» **What this task involves**
Could you return every line of the records below that contains the word "parent"?

» **Records for this exercise**
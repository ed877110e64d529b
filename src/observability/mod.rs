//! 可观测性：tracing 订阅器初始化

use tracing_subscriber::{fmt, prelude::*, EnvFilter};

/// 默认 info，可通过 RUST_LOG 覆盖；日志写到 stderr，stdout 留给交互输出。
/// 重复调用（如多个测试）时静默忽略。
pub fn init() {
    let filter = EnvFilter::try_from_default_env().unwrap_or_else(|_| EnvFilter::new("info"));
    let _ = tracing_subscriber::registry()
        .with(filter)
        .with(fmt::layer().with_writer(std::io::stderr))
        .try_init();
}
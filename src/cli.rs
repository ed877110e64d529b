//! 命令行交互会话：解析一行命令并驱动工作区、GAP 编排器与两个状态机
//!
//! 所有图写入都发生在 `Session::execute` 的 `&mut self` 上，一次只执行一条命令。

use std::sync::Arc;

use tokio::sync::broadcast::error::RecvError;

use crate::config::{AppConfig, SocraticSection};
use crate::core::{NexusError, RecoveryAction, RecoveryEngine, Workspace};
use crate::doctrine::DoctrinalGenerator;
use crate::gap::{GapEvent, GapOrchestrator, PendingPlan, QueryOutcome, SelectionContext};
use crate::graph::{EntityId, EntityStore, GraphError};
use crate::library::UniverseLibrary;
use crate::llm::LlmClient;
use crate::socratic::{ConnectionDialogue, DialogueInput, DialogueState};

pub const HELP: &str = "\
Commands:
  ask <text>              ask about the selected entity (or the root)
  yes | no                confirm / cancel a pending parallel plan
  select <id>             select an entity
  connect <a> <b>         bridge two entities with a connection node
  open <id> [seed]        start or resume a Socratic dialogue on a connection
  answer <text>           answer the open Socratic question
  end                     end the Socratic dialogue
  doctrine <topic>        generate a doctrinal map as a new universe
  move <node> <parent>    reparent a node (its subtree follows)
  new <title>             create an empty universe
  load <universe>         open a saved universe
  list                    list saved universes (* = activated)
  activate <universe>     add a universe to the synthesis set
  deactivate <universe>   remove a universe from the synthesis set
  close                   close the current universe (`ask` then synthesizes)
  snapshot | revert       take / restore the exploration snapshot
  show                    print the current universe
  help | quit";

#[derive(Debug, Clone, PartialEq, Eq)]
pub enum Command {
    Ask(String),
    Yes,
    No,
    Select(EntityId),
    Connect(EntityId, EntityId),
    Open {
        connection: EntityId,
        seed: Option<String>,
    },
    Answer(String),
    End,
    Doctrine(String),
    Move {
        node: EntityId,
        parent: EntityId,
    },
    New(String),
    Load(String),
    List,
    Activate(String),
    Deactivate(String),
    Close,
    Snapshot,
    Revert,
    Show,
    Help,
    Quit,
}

» **Exercise solution**
  move <node> <parent>    reparent a node (its subtree follows)
        parent: EntityId,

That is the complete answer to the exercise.